Moyo stopped taking his calls, and Mundiya discovered his bank card had been suspended.
He laid criminal charges against Moyo, who first appeared in court in Alexandra in March last year. He was released on bail.
His case was postponed a few times. A representative of the NDPP said in court papers that he failed to appear in court in May, had not been seen since and a warrant for his arrest had been issued.
After his arrest last year, Moyo’s accounts were frozen by Standard Bank and the Financial Intelligence Centre (FIC) investigated what had happened to the money.
According to court papers, before the lotto money was transferred Moyo's account had a negative balance of R4.36.
Moyo moved the money into four different accounts, “had taken control of it and transacted on them as if the money was his own”.
While Moyo could not be traced to serve the forfeiture application on him, his attorney Sipho Nkogatsi intervened, saying Moyo had not paid his fees and what he had been paid had also been deemed proceeds of crime and “frozen” in his own bank account.

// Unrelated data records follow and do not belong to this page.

use std::sync::Arc;

use tracing::info;
use uuid::Uuid;

use crate::domain::CatalogItem;
use crate::errors::StoreError;
use crate::store::{Store, StoreResult};

/// Catalog administration. Keeps ranks contiguous and resets every
/// customer's pagination cursor after each change.
pub struct CatalogManager {
    store: Arc<dyn Store>,
}

impl CatalogManager {
    pub fn new(store: Arc<dyn Store>) -> Self {
        Self { store }
    }

    /// Appends the item at the end of the catalog and returns its rank
    pub async fn add_item(&self, item: CatalogItem) -> StoreResult<u32> {
        let item_id = item.item_id;
        let rank = self.store.add_item(item).await?;
        info!(item_id = %item_id, rank, "Added catalog item");
        self.store.nullify_catalog_offsets().await?;
        Ok(rank)
    }

    pub async fn remove_item(&self, item_id: Uuid) -> StoreResult<()> {
        info!(item_id = %item_id, "Removing catalog item");
        self.store.remove_item(item_id).await?;
        self.store.nullify_catalog_offsets().await
    }

    /// Moves the item one place towards the front. No-op for the first item.
    pub async fn rank_up(&self, item_id: Uuid) -> StoreResult<()> {
        let rank = self.store.get_rank_by_id(item_id).await?;
        if rank == 0 {
            return Ok(());
        }
        let neighbour = self.store.get_id_by_rank(rank - 1).await?;
        self.store.update_ranks(item_id, neighbour).await?;
        self.store.nullify_catalog_offsets().await
    }

    /// Moves the item one place towards the back. No-op for the last item.
    pub async fn rank_down(&self, item_id: Uuid) -> StoreResult<()> {
        let rank = self.store.get_rank_by_id(item_id).await?;
        let neighbour = match self.store.get_id_by_rank(rank + 1).await {
            Ok(id) => id,
            Err(StoreError::ItemNotFound(_)) => return Ok(()),
            Err(e) => return Err(e),
        };
        self.store.update_ranks(neighbour, item_id).await?;
        self.store.nullify_catalog_offsets().await
    }
}
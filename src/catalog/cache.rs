use std::sync::{RwLock, RwLockReadGuard};

use crate::domain::CatalogItem;

/// Read-mostly snapshot of the catalog used for pagination.
///
/// `load` swaps the whole snapshot under the write lock, so readers always see
/// either the previous or the new catalog, never a mix. Out-of-range lookups
/// return [`CatalogItem::sentinel`] instead of failing.
#[derive(Debug, Default)]
pub struct CatalogCache {
    items: RwLock<Vec<CatalogItem>>,
}

impl CatalogCache {
    pub fn new() -> Self {
        Self::default()
    }

    /// Replaces the snapshot with a copy of `items`
    pub fn load(&self, items: &[CatalogItem]) {
        let snapshot = items.to_vec();
        let mut guard = self.items.write().unwrap_or_else(|poisoned| poisoned.into_inner());
        *guard = snapshot;
    }

    fn read(&self) -> RwLockReadGuard<'_, Vec<CatalogItem>> {
        self.items.read().unwrap_or_else(|poisoned| poisoned.into_inner())
    }

    pub fn len(&self) -> usize {
        self.read().len()
    }

    pub fn is_empty(&self) -> bool {
        self.read().is_empty()
    }

    pub fn has_next(&self, offset: usize) -> bool {
        offset + 1 < self.read().len()
    }

    pub fn has_prev(&self, offset: usize) -> bool {
        offset > 0 && offset < self.read().len()
    }

    pub fn load_next(&self, offset: usize) -> CatalogItem {
        let items = self.read();
        if offset + 1 < items.len() {
            items[offset + 1].clone()
        } else {
            CatalogItem::sentinel()
        }
    }

    pub fn load_prev(&self, offset: usize) -> CatalogItem {
        let items = self.read();
        if offset > 0 && offset < items.len() {
            items[offset - 1].clone()
        } else {
            CatalogItem::sentinel()
        }
    }

    pub fn load_at(&self, offset: usize) -> CatalogItem {
        self.read().get(offset).cloned().unwrap_or_default()
    }

    /// Clamps a possibly stale cursor into the current snapshot
    pub fn clamp_offset(&self, offset: usize) -> usize {
        let len = self.read().len();
        if offset < len {
            offset
        } else {
            0
        }
    }
}
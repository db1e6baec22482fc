//! Position flow: delivery parameters for a fresh cart, then size, button
//! colour, price and link for every position.
//!
//! ```text
//! empty cart:     order type ─┬─ normal ──> location ──┬─> category
//!                             └─ express ──────────────┘
//! non-empty cart: category
//! category -> size -> button -> price -> link -> (append, Default)
//! ```

use tracing::{debug, info};

use super::Handler;
use crate::callback::MAX_CART_POSITIONS;
use crate::dialogue::{parse_price, validate_link, validate_size, State};
use crate::domain::{Button, Category, Customer, Location, Meta, OrderType, PositionDraft};
use crate::errors::{BotError, BotResult};
use crate::store::CustomerUpdate;

fn draft_of(customer: &Customer) -> BotResult<PositionDraft> {
    customer.last_edit_position.clone().ok_or(BotError::InvalidUpdate)
}

impl Handler {
    /// Starts collecting a new position. The delivery parameters are only
    /// asked for when the cart is empty, otherwise the stored ones are reused.
    pub async fn add_position(&self, chat_id: i64, customer: &Customer) -> BotResult<()> {
        if customer.cart.len() >= MAX_CART_POSITIONS {
            debug!(user_id = %customer.telegram_id, positions = customer.cart.len(), "Cart is full");
            self.send(chat_id, "cart-full").await?;
            return Ok(());
        }

        if customer.cart.is_empty() {
            debug!(user_id = %customer.telegram_id, "Fresh cart, asking for order type");
            self.store
                .update_customer(
                    customer.telegram_id,
                    CustomerUpdate::new()
                        .state(State::WaitingForOrderType)
                        .meta(Meta::default())
                        .last_edit_position(None),
                )
                .await?;
            self.send_with_keyboard(chat_id, "choose-order-type", self.keyboards.order_type())
                .await?;
        } else {
            debug!(user_id = %customer.telegram_id, "Reusing delivery parameters of the cart");
            self.store
                .update_customer(
                    customer.telegram_id,
                    CustomerUpdate::new()
                        .state(State::WaitingForCategory)
                        .last_edit_position(None),
                )
                .await?;
            self.send_with_keyboard(chat_id, "choose-category", self.keyboards.category())
                .await?;
        }
        Ok(())
    }

    /// Express delivery has one price regardless of origin, so the location
    /// step is skipped
    pub async fn handle_order_type(&self, chat_id: i64, customer: &Customer, order_type: OrderType) -> BotResult<()> {
        let mut meta = customer.meta;
        meta.order_type = Some(order_type);

        match order_type {
            OrderType::Express => {
                meta.location = Some(Location::Other);
                self.store
                    .update_customer(
                        customer.telegram_id,
                        CustomerUpdate::new().meta(meta).state(State::WaitingForCategory),
                    )
                    .await?;
                self.send_with_keyboard(chat_id, "choose-category", self.keyboards.category())
                    .await?;
            }
            OrderType::Normal => {
                self.store
                    .update_customer(
                        customer.telegram_id,
                        CustomerUpdate::new().meta(meta).state(State::WaitingForLocation),
                    )
                    .await?;
                self.send_with_keyboard(chat_id, "choose-location", self.keyboards.location())
                    .await?;
            }
        }
        Ok(())
    }

    pub async fn handle_location(&self, chat_id: i64, customer: &Customer, location: Location) -> BotResult<()> {
        let mut meta = customer.meta;
        meta.location = Some(location);
        self.store
            .update_customer(
                customer.telegram_id,
                CustomerUpdate::new().meta(meta).state(State::WaitingForCategory),
            )
            .await?;
        self.send_with_keyboard(chat_id, "choose-category", self.keyboards.category())
            .await?;
        Ok(())
    }

    pub async fn handle_category(&self, chat_id: i64, customer: &Customer, category: Category) -> BotResult<()> {
        let mut meta = customer.meta;
        meta.category = Some(category);
        self.store
            .update_customer(
                customer.telegram_id,
                CustomerUpdate::new()
                    .meta(meta)
                    .last_edit_position(Some(PositionDraft::new(Some(category))))
                    .state(State::WaitingForSize),
            )
            .await?;
        self.send(chat_id, "enter-size").await?;
        Ok(())
    }

    pub async fn handle_size(&self, chat_id: i64, customer: &Customer, input: &str) -> BotResult<()> {
        let size = match validate_size(input) {
            Ok(size) => size,
            Err(key) => {
                self.send(chat_id, key).await?;
                return Ok(());
            }
        };

        let draft = draft_of(customer)?.with_size(size);
        self.store
            .update_customer(
                customer.telegram_id,
                CustomerUpdate::new()
                    .last_edit_position(Some(draft))
                    .state(State::WaitingForButton),
            )
            .await?;
        self.send_with_keyboard(chat_id, "choose-button", self.keyboards.button())
            .await?;
        Ok(())
    }

    pub async fn handle_button(&self, chat_id: i64, customer: &Customer, button: Button) -> BotResult<()> {
        let mut draft = draft_of(customer)?;
        draft.button = Some(button);
        self.store
            .update_customer(
                customer.telegram_id,
                CustomerUpdate::new()
                    .last_edit_position(Some(draft))
                    .state(State::WaitingForPrice),
            )
            .await?;
        self.send(chat_id, "enter-price").await?;
        Ok(())
    }

    pub async fn handle_price(&self, chat_id: i64, customer: &Customer, input: &str) -> BotResult<()> {
        let price_yuan = match parse_price(input) {
            Ok(price) => price,
            Err(key) => {
                self.send(chat_id, key).await?;
                return Ok(());
            }
        };

        let mut draft = draft_of(customer)?;
        let mut meta = customer.meta;
        meta.category = draft.category.or(meta.category);
        let price_rub = self.pricing.apply_formula(price_yuan, &meta).await?;

        draft.price_yuan = Some(price_yuan);
        draft.price_rub = Some(price_rub);
        self.store
            .update_customer(
                customer.telegram_id,
                CustomerUpdate::new()
                    .last_edit_position(Some(draft))
                    .state(State::WaitingForLink),
            )
            .await?;

        let text = self
            .texts
            .get_with_args("price-calculated", &[("price_rub", price_rub.to_string())]);
        self.chat.send_text(chat_id, &text, None).await?;
        Ok(())
    }

    /// Last step of a position: the finished position is appended to the cart
    pub async fn handle_link(&self, chat_id: i64, customer: &Customer, input: &str) -> BotResult<()> {
        let link = match validate_link(input, &self.link_pattern) {
            Ok(link) => link,
            Err(key) => {
                self.send(chat_id, key).await?;
                return Ok(());
            }
        };

        if customer.cart.len() >= MAX_CART_POSITIONS {
            self.store
                .update_customer(
                    customer.telegram_id,
                    CustomerUpdate::new().last_edit_position(None).state(State::Default),
                )
                .await?;
            self.send(chat_id, "cart-full").await?;
            return Ok(());
        }

        let mut draft = draft_of(customer)?;
        draft.shop_link = Some(link);
        let position = draft.complete().ok_or(BotError::InvalidUpdate)?;

        let mut cart = customer.cart.clone();
        cart.add(position);
        info!(user_id = %customer.telegram_id, positions = cart.len(), "Position added to cart");

        self.store
            .update_customer(
                customer.telegram_id,
                CustomerUpdate::new()
                    .cart(cart)
                    .last_edit_position(None)
                    .state(State::Default),
            )
            .await?;
        self.send_with_keyboard(chat_id, "position-added", self.keyboards.position_added())
            .await?;
        Ok(())
    }
}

Nkogatsi said he represented Moyo and briefed an advocate in his criminal matter and two other related civil matters, one against Standard Bank after access to his accounts was blocked.
He had had no contact with his client since May 2020.
Pretorius said while the Prevention of Organised Crime Act provided for the payment of money legally owed, Nkogatsi had to show that he neither knew, nor had reasonable grounds to suspect that the money was the proceeds of unlawful activities.
The judge said Nkogatsi stated in his affidavit that Moyo denied any wrongdoing, told him he had won the lottery and Mundiya was lying because their relationship had soured.
Ithuba refused to give him any information, citing privacy provisions. He did not have access to the criminal docket.
Pretorius said while the attorney knew Moyo had been charged with theft and fraud, he was satisfied that during the initial stages of the relationship he did not know that the R200,000 he had been paid for his services were the proceeds of crime.
“But then the position changed.
“Even on his own version, he learnt from Standard Bank’s affidavit and an attached report from the Financial Intelligence Centre filed on May 18 2020 that the money may have been proceeds of unlawful activities.”
The judge said Nkogatsi was entitled to fees owed up to that date.
He declared the balance of the money in Moyo’s accounts to be proceeds of crime and directed Standard Bank to pay the remaining R3m into the trust account of an attorney representing Mundiya.